**TASK**: Where does "form" appear in the data? Return each line that holds it.

**THE DATA**:
= = =
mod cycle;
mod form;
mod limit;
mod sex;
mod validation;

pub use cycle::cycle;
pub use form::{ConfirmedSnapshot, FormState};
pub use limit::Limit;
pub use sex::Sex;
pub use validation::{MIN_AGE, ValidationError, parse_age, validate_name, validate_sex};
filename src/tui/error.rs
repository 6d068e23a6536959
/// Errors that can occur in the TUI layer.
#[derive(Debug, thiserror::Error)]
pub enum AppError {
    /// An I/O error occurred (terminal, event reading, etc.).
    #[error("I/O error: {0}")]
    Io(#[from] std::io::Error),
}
= = =
**COMPLETED TASK**:
mod form;
pub use form::{ConfirmedSnapshot, FormState};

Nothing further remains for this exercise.